Your reply must be the number of lines in the entries that hold the word "only", and nothing else.
···
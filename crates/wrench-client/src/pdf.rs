use std::path::{Path, PathBuf};
use std::time::Duration;

use reqwest::header::RANGE;
use reqwest::{Client, StatusCode};
use tokio::fs::OpenOptions;
use tokio::io::{AsyncReadExt, AsyncWriteExt};
use tokio_util::sync::CancellationToken;
use url::Url;
use wrench_core::error::AppError;
use wrench_core::manual::{FetchedManual, ManualEntry};
use wrench_core::traits::ManualFetcher;

const DEFAULT_USER_AGENT: &str = "Wrench/0.3 (manual downloader)";
const DEFAULT_MAX_FILE_SIZE: u64 = 100 * 1024 * 1024;

/// Settings for [`PdfDownloader`].
#[derive(Debug, Clone)]
pub struct PdfDownloaderConfig {
    pub output_dir: PathBuf,
    /// Largest accepted file in bytes. `0` disables the check.
    pub max_file_size: u64,
    pub user_agent: String,
    pub timeout: Duration,
}

impl Default for PdfDownloaderConfig {
    fn default() -> Self {
        Self {
            output_dir: PathBuf::from("manuals"),
            max_file_size: DEFAULT_MAX_FILE_SIZE,
            user_agent: DEFAULT_USER_AGENT.to_string(),
            timeout: Duration::from_secs(60),
        }
    }
}

/// Downloads manual PDFs into `{output_dir}/{make}/{model}/{year}/`.
///
/// Partial downloads are kept next to the target as `*.pdf.tmp` and resumed
/// with a `Range` request on the next attempt. A file is only moved into
/// place once it starts with the `%PDF` magic bytes.
#[derive(Clone)]
pub struct PdfDownloader {
    client: Client,
    output_dir: PathBuf,
    max_file_size: u64,
    timeout_secs: u64,
}

impl PdfDownloader {
    pub fn new(config: PdfDownloaderConfig) -> Result<Self, AppError> {
        let client = Client::builder()
            .user_agent(config.user_agent.as_str())
            .timeout(config.timeout)
            .build()
            .map_err(|e| AppError::HttpError(e.to_string()))?;

        Ok(Self {
            client,
            output_dir: config.output_dir,
            max_file_size: config.max_file_size,
            timeout_secs: config.timeout.as_secs(),
        })
    }

    /// Where `entry` is stored once downloaded.
    pub fn target_path(&self, entry: &ManualEntry) -> PathBuf {
        let manual_type = match entry.manual_type.as_str() {
            "" => "owner".to_string(),
            t => sanitize_segment(t),
        };
        let id = if entry.id.is_empty() {
            ManualEntry::id_for_url(&entry.url)
        } else {
            entry.id.clone()
        };
        let short_id = id.get(..8).unwrap_or(&id);

        self.output_dir
            .join(sanitize_segment(&entry.make))
            .join(sanitize_segment(&entry.model))
            .join(entry.year.to_string())
            .join(format!("{manual_type}_{short_id}.pdf"))
    }

    async fn download(&self, entry: &ManualEntry) -> Result<FetchedManual, AppError> {
        validate_url(&entry.url)?;

        let local_path = self.target_path(entry);
        if let Some(dir) = local_path.parent() {
            tokio::fs::create_dir_all(dir).await?;
        }

        if let Ok(meta) = tokio::fs::metadata(&local_path).await
            && meta.is_file()
        {
            tracing::debug!(path = %local_path.display(), "Manual already on disk");
            return Ok(fetched(&local_path, meta.len()));
        }

        let tmp_path = tmp_path_for(&local_path);
        let existing = tokio::fs::metadata(&tmp_path)
            .await
            .map(|m| m.len())
            .unwrap_or(0);

        let mut request = self.client.get(&entry.url);
        if existing > 0 {
            tracing::debug!(url = %entry.url, existing, "Resuming partial download");
            request = request.header(RANGE, format!("bytes={existing}-"));
        }

        let mut response = request.send().await.map_err(|e| {
            if e.is_timeout() {
                AppError::Timeout(self.timeout_secs)
            } else if e.is_connect() {
                AppError::NetworkError(format!("Connection failed: {e}"))
            } else {
                AppError::HttpError(e.to_string())
            }
        })?;

        let status = response.status();
        let resumed = status == StatusCode::PARTIAL_CONTENT;
        if status != StatusCode::OK && !resumed {
            return Err(AppError::HttpError(format!(
                "HTTP {} for {}",
                status.as_u16(),
                entry.url
            )));
        }

        if self.max_file_size > 0
            && let Some(len) = response.content_length()
            && len > self.max_file_size
        {
            return Err(AppError::InvalidDocument(format!(
                "file too large: {len} bytes"
            )));
        }

        let mut file = OpenOptions::new()
            .create(true)
            .write(true)
            .append(resumed)
            .truncate(!resumed)
            .open(&tmp_path)
            .await?;

        let mut written = if resumed { existing } else { 0 };
        while let Some(chunk) = response
            .chunk()
            .await
            .map_err(|e| AppError::HttpError(format!("Failed to read response body: {e}")))?
        {
            written += chunk.len() as u64;
            if self.max_file_size > 0 && written > self.max_file_size {
                drop(file);
                let _ = tokio::fs::remove_file(&tmp_path).await;
                return Err(AppError::InvalidDocument(format!(
                    "file too large: more than {} bytes",
                    self.max_file_size
                )));
            }
            file.write_all(&chunk).await?;
        }
        file.flush().await?;
        drop(file);

        if let Err(e) = verify_pdf(&tmp_path).await {
            let _ = tokio::fs::remove_file(&tmp_path).await;
            return Err(e);
        }
        tokio::fs::rename(&tmp_path, &local_path).await?;

        tracing::debug!(path = %local_path.display(), bytes = written, "Manual saved");
        Ok(fetched(&local_path, written))
    }
}

impl ManualFetcher for PdfDownloader {
    async fn fetch(
        &self,
        cancel: CancellationToken,
        entry: ManualEntry,
    ) -> Result<FetchedManual, AppError> {
        tokio::select! {
            biased;
            () = cancel.cancelled() => Err(AppError::cancelled()),
            result = self.download(&entry) => result,
        }
    }
}

fn fetched(path: &Path, size: u64) -> FetchedManual {
    FetchedManual {
        local_path: path.display().to_string(),
        size: i64::try_from(size).unwrap_or(i64::MAX),
    }
}

fn tmp_path_for(path: &Path) -> PathBuf {
    let mut tmp = path.as_os_str().to_owned();
    tmp.push(".tmp");
    PathBuf::from(tmp)
}

/// Lowercases and keeps `[a-z0-9_-]`; spaces and slashes become `_`.
pub fn sanitize_segment(raw: &str) -> String {
    let cleaned: String = raw
        .to_lowercase()
        .chars()
        .map(|c| if c == ' ' || c == '/' { '_' } else { c })
        .filter(|c| c.is_ascii_lowercase() || c.is_ascii_digit() || *c == '_' || *c == '-')
        .collect();
    if cleaned.is_empty() {
        "unknown".to_string()
    } else {
        cleaned
    }
}

fn validate_url(url: &str) -> Result<(), AppError> {
    let parsed = Url::parse(url).map_err(|e| AppError::HttpError(format!("Invalid URL: {e}")))?;
    match parsed.scheme() {
        "http" | "https" => Ok(()),
        scheme => Err(AppError::HttpError(format!(
            "URL scheme '{scheme}' is not allowed (only http/https)"
        ))),
    }
}

async fn verify_pdf(path: &Path) -> Result<(), AppError> {
    let mut file = tokio::fs::File::open(path).await?;
    let mut header = [0u8; 4];
    let mut read = 0;
    while read < header.len() {
        let n = file.read(&mut header[read..]).await?;
        if n == 0 {
            break;
        }
        read += n;
    }
    if read < header.len() {
        return Err(AppError::InvalidDocument("cannot read PDF header".into()));
    }
    if &header != b"%PDF" {
        return Err(AppError::InvalidDocument("not a valid PDF file".into()));
    }
    Ok(())
}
···
#### Response area:
2